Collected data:
=== Begin Enclosure ===

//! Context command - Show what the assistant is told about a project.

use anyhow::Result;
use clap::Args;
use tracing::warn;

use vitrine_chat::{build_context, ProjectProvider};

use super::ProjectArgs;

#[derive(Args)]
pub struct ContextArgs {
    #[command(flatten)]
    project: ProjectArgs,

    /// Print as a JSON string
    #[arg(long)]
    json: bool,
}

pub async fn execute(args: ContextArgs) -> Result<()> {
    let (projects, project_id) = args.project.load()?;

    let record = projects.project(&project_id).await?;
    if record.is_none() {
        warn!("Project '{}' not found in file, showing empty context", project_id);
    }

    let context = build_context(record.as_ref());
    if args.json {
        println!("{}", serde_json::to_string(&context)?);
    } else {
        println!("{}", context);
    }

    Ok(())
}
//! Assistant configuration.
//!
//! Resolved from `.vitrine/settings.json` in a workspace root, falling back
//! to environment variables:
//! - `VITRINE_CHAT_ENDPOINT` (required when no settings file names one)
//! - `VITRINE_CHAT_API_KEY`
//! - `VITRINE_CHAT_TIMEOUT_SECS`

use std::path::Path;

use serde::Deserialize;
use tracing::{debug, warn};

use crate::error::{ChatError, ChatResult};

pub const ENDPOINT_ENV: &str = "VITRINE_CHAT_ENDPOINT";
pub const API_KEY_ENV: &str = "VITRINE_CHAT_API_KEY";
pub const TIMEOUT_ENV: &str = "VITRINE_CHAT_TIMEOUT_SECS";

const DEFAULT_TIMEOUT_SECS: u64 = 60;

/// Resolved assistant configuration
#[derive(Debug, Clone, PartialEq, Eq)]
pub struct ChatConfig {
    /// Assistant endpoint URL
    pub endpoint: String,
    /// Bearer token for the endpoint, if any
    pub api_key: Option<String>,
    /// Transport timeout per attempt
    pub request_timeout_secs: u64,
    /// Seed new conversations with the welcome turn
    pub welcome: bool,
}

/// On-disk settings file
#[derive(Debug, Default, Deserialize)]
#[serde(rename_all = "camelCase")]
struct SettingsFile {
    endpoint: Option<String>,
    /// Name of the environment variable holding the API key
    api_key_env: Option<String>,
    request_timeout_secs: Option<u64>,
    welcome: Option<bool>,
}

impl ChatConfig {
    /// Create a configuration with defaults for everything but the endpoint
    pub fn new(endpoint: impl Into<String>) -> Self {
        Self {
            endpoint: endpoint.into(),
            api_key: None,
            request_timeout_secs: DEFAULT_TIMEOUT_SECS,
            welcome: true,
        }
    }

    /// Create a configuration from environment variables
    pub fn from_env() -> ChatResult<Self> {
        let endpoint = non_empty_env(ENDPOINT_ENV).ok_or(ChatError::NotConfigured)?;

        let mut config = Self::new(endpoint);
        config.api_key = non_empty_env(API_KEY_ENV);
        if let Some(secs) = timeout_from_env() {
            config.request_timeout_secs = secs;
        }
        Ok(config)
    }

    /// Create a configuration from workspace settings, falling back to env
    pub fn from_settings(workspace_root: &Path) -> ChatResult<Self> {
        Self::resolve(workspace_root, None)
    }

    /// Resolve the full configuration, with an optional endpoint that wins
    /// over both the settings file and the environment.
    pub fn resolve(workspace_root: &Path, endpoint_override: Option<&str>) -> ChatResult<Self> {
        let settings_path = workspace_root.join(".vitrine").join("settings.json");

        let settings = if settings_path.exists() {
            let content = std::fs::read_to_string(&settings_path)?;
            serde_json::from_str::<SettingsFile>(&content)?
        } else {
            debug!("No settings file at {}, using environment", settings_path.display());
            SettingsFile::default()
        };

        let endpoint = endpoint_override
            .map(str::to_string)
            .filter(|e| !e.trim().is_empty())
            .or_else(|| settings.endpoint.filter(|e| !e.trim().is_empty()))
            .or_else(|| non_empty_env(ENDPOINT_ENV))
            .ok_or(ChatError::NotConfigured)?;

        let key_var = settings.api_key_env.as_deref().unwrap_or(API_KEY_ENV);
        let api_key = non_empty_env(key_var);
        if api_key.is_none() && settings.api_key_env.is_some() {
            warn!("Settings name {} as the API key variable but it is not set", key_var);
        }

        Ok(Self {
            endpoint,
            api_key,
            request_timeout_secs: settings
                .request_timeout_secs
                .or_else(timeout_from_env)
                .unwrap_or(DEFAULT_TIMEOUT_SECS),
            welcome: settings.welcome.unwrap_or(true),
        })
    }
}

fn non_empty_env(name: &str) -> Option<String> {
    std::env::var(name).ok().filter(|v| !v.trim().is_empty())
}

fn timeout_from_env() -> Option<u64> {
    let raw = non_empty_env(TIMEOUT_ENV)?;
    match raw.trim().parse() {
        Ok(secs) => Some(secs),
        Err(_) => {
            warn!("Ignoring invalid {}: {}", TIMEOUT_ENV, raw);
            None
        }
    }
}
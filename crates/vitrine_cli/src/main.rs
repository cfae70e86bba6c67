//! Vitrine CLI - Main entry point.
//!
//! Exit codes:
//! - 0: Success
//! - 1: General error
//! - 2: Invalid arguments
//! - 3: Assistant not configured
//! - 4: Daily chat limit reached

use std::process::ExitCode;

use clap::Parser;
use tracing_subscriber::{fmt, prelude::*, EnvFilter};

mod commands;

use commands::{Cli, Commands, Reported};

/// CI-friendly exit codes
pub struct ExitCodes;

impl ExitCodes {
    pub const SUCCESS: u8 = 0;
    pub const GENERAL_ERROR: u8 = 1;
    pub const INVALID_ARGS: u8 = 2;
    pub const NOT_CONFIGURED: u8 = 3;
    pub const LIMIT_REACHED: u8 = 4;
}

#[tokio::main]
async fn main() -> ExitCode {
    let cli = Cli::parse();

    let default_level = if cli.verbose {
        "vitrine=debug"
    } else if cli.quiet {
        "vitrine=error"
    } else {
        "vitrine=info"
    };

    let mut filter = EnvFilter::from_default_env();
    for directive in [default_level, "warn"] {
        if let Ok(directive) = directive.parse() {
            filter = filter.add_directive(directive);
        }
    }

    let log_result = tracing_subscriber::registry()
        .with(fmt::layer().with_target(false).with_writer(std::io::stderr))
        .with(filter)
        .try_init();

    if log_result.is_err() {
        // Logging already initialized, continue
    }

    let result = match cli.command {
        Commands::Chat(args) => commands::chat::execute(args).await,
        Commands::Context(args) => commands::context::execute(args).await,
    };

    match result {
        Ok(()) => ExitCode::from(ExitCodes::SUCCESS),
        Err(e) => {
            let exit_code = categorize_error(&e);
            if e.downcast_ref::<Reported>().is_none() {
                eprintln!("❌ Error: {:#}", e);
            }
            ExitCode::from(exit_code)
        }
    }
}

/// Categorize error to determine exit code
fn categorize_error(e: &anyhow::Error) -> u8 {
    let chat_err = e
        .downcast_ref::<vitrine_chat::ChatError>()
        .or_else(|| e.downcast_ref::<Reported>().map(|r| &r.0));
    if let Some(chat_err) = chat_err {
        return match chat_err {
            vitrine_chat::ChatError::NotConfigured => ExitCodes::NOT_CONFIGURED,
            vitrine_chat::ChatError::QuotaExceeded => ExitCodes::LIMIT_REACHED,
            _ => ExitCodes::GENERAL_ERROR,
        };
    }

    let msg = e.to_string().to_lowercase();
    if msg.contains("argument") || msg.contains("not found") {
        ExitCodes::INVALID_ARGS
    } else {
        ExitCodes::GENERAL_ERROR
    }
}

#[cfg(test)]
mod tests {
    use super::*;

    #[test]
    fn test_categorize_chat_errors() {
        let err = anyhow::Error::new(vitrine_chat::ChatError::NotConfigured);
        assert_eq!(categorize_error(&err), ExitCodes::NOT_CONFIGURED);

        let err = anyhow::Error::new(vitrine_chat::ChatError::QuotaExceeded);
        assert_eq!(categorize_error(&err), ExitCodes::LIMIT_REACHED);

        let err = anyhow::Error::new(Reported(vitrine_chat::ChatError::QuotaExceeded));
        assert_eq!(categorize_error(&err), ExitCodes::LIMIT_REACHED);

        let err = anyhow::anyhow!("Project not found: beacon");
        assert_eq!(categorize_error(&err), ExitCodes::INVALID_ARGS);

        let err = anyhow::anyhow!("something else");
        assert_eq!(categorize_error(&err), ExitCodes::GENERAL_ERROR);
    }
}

=== End Enclosure ===

WHAT YOU SHOULD DO: When copying the data above, please keep exactly the lines from its first line through the line with "but the endpoint", both ends included, and drop the rest.

SOLUTION FOR THIS PROBLEM:
//! Context command - Show what the assistant is told about a project.

use anyhow::Result;
use clap::Args;
use tracing::warn;

use vitrine_chat::{build_context, ProjectProvider};

use super::ProjectArgs;

#[derive(Args)]
pub struct ContextArgs {
    #[command(flatten)]
    project: ProjectArgs,

    /// Print as a JSON string
    #[arg(long)]
    json: bool,
}

pub async fn execute(args: ContextArgs) -> Result<()> {
    let (projects, project_id) = args.project.load()?;

    let record = projects.project(&project_id).await?;
    if record.is_none() {
        warn!("Project '{}' not found in file, showing empty context", project_id);
    }

    let context = build_context(record.as_ref());
    if args.json {
        println!("{}", serde_json::to_string(&context)?);
    } else {
        println!("{}", context);
    }

    Ok(())
}
//! Assistant configuration.
//!
//! Resolved from `.vitrine/settings.json` in a workspace root, falling back
//! to environment variables:
//! - `VITRINE_CHAT_ENDPOINT` (required when no settings file names one)
//! - `VITRINE_CHAT_API_KEY`
//! - `VITRINE_CHAT_TIMEOUT_SECS`

use std::path::Path;

use serde::Deserialize;
use tracing::{debug, warn};

use crate::error::{ChatError, ChatResult};

pub const ENDPOINT_ENV: &str = "VITRINE_CHAT_ENDPOINT";
pub const API_KEY_ENV: &str = "VITRINE_CHAT_API_KEY";
pub const TIMEOUT_ENV: &str = "VITRINE_CHAT_TIMEOUT_SECS";

const DEFAULT_TIMEOUT_SECS: u64 = 60;

/// Resolved assistant configuration
#[derive(Debug, Clone, PartialEq, Eq)]
pub struct ChatConfig {
    /// Assistant endpoint URL
    pub endpoint: String,
    /// Bearer token for the endpoint, if any
    pub api_key: Option<String>,
    /// Transport timeout per attempt
    pub request_timeout_secs: u64,
    /// Seed new conversations with the welcome turn
    pub welcome: bool,
}

/// On-disk settings file
#[derive(Debug, Default, Deserialize)]
#[serde(rename_all = "camelCase")]
struct SettingsFile {
    endpoint: Option<String>,
    /// Name of the environment variable holding the API key
    api_key_env: Option<String>,
    request_timeout_secs: Option<u64>,
    welcome: Option<bool>,
}

impl ChatConfig {
    /// Create a configuration with defaults for everything but the endpoint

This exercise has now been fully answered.